Pasarean Banyusumurup: Jejak Kelam Sejarah Kesultanan Mataram
Kisah kelam Kesultanan Mataram di Pasarean Banyusumurup (intisari)

INDONESIAONLINE – Di keheningan lembah selatan Kabupaten Bantul, Daerah Istimewa Yogyakarta, tersembunyi di balik rimbunnya pepohonan, terletaklah Pasarean Banyusumurup. Tempat ini bukan sekadar pemakaman biasa, melainkan sebuah monumen yang menyimpan kenangan kelam dari masa lalu Kesultanan Mataram.

Lebih dari sekadar simbol ketenangan, Banyusumurup menceritakan kisah kekejaman dan pembalasan dendam, menggambarkan sisi tergelap dari kekuasaan Mataram.

Pesarean ini digunakan sebagai tempat peristirahatan terakhir bagi mereka yang dianggap telah berbuat dosa besar atau berkhianat terhadap kerajaan. Kisah tragis yang terkait dengan Banyusumurup mencakup berbagai peristiwa berdarah dalam sejarah Mataram, yang berfungsi sebagai bukti nyata dari bagaimana kekuasaan bisa menjadi tiran terhadap mereka yang dianggap sebagai ancaman.

Salah satu insiden paling tragis yang tercatat adalah pembantaian keluarga keraton di Kartasura pada awal abad ke-18. Susuhunan Amangkurat III, yang juga dikenal sebagai Amangkurat Mas, terlibat dalam eksekusi brutal terhadap permaisurinya, Raden Ayu Lembah, dan kekasihnya, Raden Sukro.

Raden Ayu Lembah, putri dari Pangeran Puger, dibunuh dengan cara yang mengerikan atas perintah ayahnya sendiri setelah dituduh berselingkuh. Tubuhnya dilemparkan ke kandang harimau di kaputren istana, mengakhiri hidupnya sebagai santapan harimau Jawa.

Selain itu, Pasareyan Banyusumurup juga menjadi tempat peristirahatan terakhir bagi para pemberontak dan pengkhianat yang dihukum mati oleh penguasa Mataram. Keluarga Mondorakan dan keluarga Pangeran Pekik adalah beberapa di antara mereka yang dianggap sebagai ancaman oleh kesultanan dan akhirnya dikuburkan di sini setelah dieksekusi.

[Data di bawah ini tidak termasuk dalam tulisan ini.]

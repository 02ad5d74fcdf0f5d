use core::ptr;

/// Reserve an inaccessible address range.
///
/// # Safety
/// `size` must be page-aligned and non-zero.
pub unsafe fn reserve_inaccessible(size: usize) -> *mut u8 {
    let result = libc::mmap(
        ptr::null_mut(),
        size,
        libc::PROT_NONE,
        libc::MAP_PRIVATE | libc::MAP_ANON | libc::MAP_NORESERVE,
        -1,
        0,
    );
    if result == libc::MAP_FAILED {
        ptr::null_mut()
    } else {
        result as *mut u8
    }
}

/// Make a reserved range accessible.
///
/// # Safety
/// Region must be page-aligned and inside a live reservation.
pub unsafe fn commit(ptr: *mut u8, size: usize) {
    let ret = libc::mprotect(
        ptr as *mut libc::c_void,
        size,
        libc::PROT_READ | libc::PROT_WRITE,
    );
    debug_assert!(ret == 0, "mprotect(PROT_READ|PROT_WRITE) failed");
}

/// Drop a committed range back to inaccessible and release its pages.
/// MADV_FREE/MADV_DONTNEED do not guarantee zero-fill on macOS, so the range
/// is replaced with a fresh anonymous mapping at the same address; the next
/// `commit` then exposes kernel-zeroed pages.
///
/// # Safety
/// Region must be page-aligned and previously committed.
pub unsafe fn decommit(ptr: *mut u8, size: usize) {
    let result = libc::mmap(
        ptr as *mut libc::c_void,
        size,
        libc::PROT_NONE,
        libc::MAP_PRIVATE | libc::MAP_ANON | libc::MAP_FIXED | libc::MAP_NORESERVE,
        -1,
        0,
    );
    debug_assert!(result != libc::MAP_FAILED, "mmap(MAP_FIXED) failed");
    let _ = result;
}

/// Release a reservation.
///
/// # Safety
/// `ptr`/`size` must match a `reserve_inaccessible` call.
pub unsafe fn release(ptr: *mut u8, size: usize) {
    libc::munmap(ptr as *mut libc::c_void, size);
}

/// Map anonymous read-write memory.
///
/// # Safety
/// `size` must be page-aligned and non-zero.
pub unsafe fn map_anonymous(size: usize) -> *mut u8 {
    let result = libc::mmap(
        ptr::null_mut(),
        size,
        libc::PROT_READ | libc::PROT_WRITE,
        libc::MAP_PRIVATE | libc::MAP_ANON,
        -1,
        0,
    );
    if result == libc::MAP_FAILED {
        ptr::null_mut()
    } else {
        result as *mut u8
    }
}

/// Unmap memory.
///
/// # Safety
/// `ptr` must have been returned by `map_anonymous` with the same `size`.
pub unsafe fn unmap(ptr: *mut u8, size: usize) {
    libc::munmap(ptr as *mut libc::c_void, size);
}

Keberadaan Banyusumurup sebagai pesarean khusus bagi “pendosa” Mataram tidak hanya mencerminkan sisi gelap dari sejarah, tetapi juga menjadi titik fokus bagi upaya pemulihan nama baik bagi mereka yang terbunuh secara tidak adil.

Pada masa Sultan Hamengkubuwono II, beberapa pejabat tinggi yang sebelumnya dikuburkan di Banyusumurup akhirnya dipindahkan dan mendapatkan penghormatan yang layak di pemakaman keluarga mereka.

Meskipun demikian, tempat ini tetap menjadi saksi bisu dari bagaimana kekuasaan bisa menyebabkan kekejaman dan bagaimana keadilan bisa terlambat tetapi akhirnya ditegakkan.

Banyusumurup yang artinya “air yang bercahaya,” secara ironis menunjukkan bahwa di balik kegelapan sejarahnya, ada upaya untuk membawa cahaya ke dalam keadilan.

Bagi para pengunjung yang ingin memahami sisi gelap dari sejarah Mataram, Pasareyan Banyusumurup menawarkan lebih dari sekadar kumpulan makam. Tempat ini adalah jendela ke masa lalu yang menawarkan pelajaran tentang kekuatan, keadilan, dan kemanusiaan dalam wajah kekuasaan yang kadang-kadang bisa menjadi tirani (ar/dnv).